A patient may need emergency care for major abdominal or chest pain or difficulty breathing, and such cases may turn life-threatening at any time (if they aren’t already). Not only that, but patients may be rushed to the ER if they have suffered head wounds or eye wounds, and a patient may need the ER for broken arms or legs or other major bones. Heavy bleeding or stab or bullet wounds also call for the ER, and internal organ damage (such as from a broken lung) also calls for the ER. But as mentioned above, more minor medical cases don’t actually call for the ER, and it may be expensive and stressful to visit the ER when it’s not necessary. Many ER episodes could have (and probably should have) been handled at an urgent care center instead, and such clinics are faster and less expensive to visit than the ER anyway.
When to Get Urgent Care
At first, urgent and emergency care may sound similar, but in fact they are not. Urgent care is for minor, everyday wounds or conditions that are not life-threatening, and urgent care may even consist of simply visiting a pharmacy to get a prescription drug refill. Meanwhile, Americans may take note that some medical clinics today are a hybrid model; that is, they offer both urgent and emergency care, side by side. This is helpful for cases when it is difficult to tell what level of care a patient needs, or if local urgent care clinic are closed at that time of day.
Ordinary urgent care clinics are widespread across the United States today, and all cities and most towns have at least a few of them. More and more rural areas are having some new urgent care clinics built too, for the benefit of rural Americans. These clinics tend to be small and independent, and staffed by nurse practitioners and physicians who can treat ordinary wounds and illnesses. Most such clinics are built into strip malls for easy access, though some can be found in major retailers such as Target or Walgreens.

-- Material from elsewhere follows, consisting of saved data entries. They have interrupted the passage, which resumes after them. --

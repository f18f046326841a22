// Copyright 2025 Eric Jingryd (tidynest@proton.me)
//
// Licensed under the Apache License, Version 2.0 (the "License");
// you may not use this file except in compliance with the License.
// You may obtain a copy of the License at
//
//     http://www.apache.org/licenses/LICENSE-2.0
//
// Unless required by applicable law or agreed to in writing, software
// distributed under the License is distributed on an "AS IS" BASIS,
// WITHOUT WARRANTIES OR CONDITIONS OF ANY KIND, either express or implied.
// See the License for the specific language governing permissions and
// limitations under the License.

//! Application actions setup
//!
//! Creates GTK actions for menu items and the header bar (quit, refresh,
//! export).

use gtk4::{gio, prelude::*, Application, ApplicationWindow, FileDialog};
use std::rc::Rc;
use tracing::{debug, info, warn};

use crate::ui::builders::show_alert;
use crate::ui::Controller;

/// Default file name offered by the export dialog
const EXPORT_FILE_NAME: &str = "theorio-catalog.json";

/// Sets up the quit action (app.quit, Ctrl+Q)
pub fn setup_quit_action(app: &Application) {
    let quit_action = gio::SimpleAction::new("quit", None);
    let app_for_quit = app.clone();

    quit_action.connect_activate(move |_, _| {
        app_for_quit.quit();
    });

    app.add_action(&quit_action);
    app.set_accels_for_action("app.quit", &["<Control>q"]);
}

/// Sets up the refresh action (app.refresh, F5)
///
/// Queues reloads of subjects, exams and feedback. The views update when
/// the results arrive.
pub fn setup_refresh_action(app: &Application, controller: Rc<Controller>) {
    let refresh_action = gio::SimpleAction::new("refresh", None);

    refresh_action.connect_activate(move |_, _| {
        controller.refresh();
    });

    app.add_action(&refresh_action);
    app.set_accels_for_action("app.refresh", &["F5", "<Control>r"]);
}

/// Sets up the export action
///
/// Opens a file save dialog and writes the loaded catalog and feedback as a
/// JSON snapshot to the chosen file.
pub fn setup_export_action(app: &Application, window: &ApplicationWindow, controller: Rc<Controller>) {
    let export_action = gio::SimpleAction::new("export", None);
    let window_for_export = window.clone();

    export_action.connect_activate(move |_, _| {
        let file_dialog = FileDialog::builder()
            .title("Export Catalog")
            .initial_name(EXPORT_FILE_NAME)
            .build();

        let controller_clone = controller.clone();
        let window_clone = window_for_export.clone();

        file_dialog.save(
            Some(&window_for_export),
            None::<&gio::Cancellable>,
            move |result| {
                let file = match result {
                    Ok(file) => file,
                    Err(_) => {
                        debug!("Export cancelled");
                        return;
                    }
                };

                let Some(path) = file.path() else {
                    show_alert(
                        &window_clone,
                        "Export Failed",
                        "The chosen location is not a local file.",
                    );
                    return;
                };

                match controller_clone.export(&path) {
                    Ok(count) => info!(path = %path.display(), count, "Export finished"),
                    Err(e) => {
                        warn!(path = %path.display(), error = %e, "Export failed");
                        show_alert(&window_clone, "Export Failed", &e.to_string());
                    }
                }
            },
        );
    });

    app.add_action(&export_action);
}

Non life-threatening conditions can be easily handled at an urgent care clinic. Four in five of these clinics can offer treatment for bone fractures, for example, and nearly all of them can treat wrist or ankle sprains as well, such as after a sports injury. The nurses can offer stitches and bandages for shallow cuts, and they can also apply lotion and ointment on skin problems such as rashes and sunburn. Guests at urgent care clinics may also visit to have upper respiratory problems looked at, not to mention pick up medicinal relief for the common cold or flu during influenza season.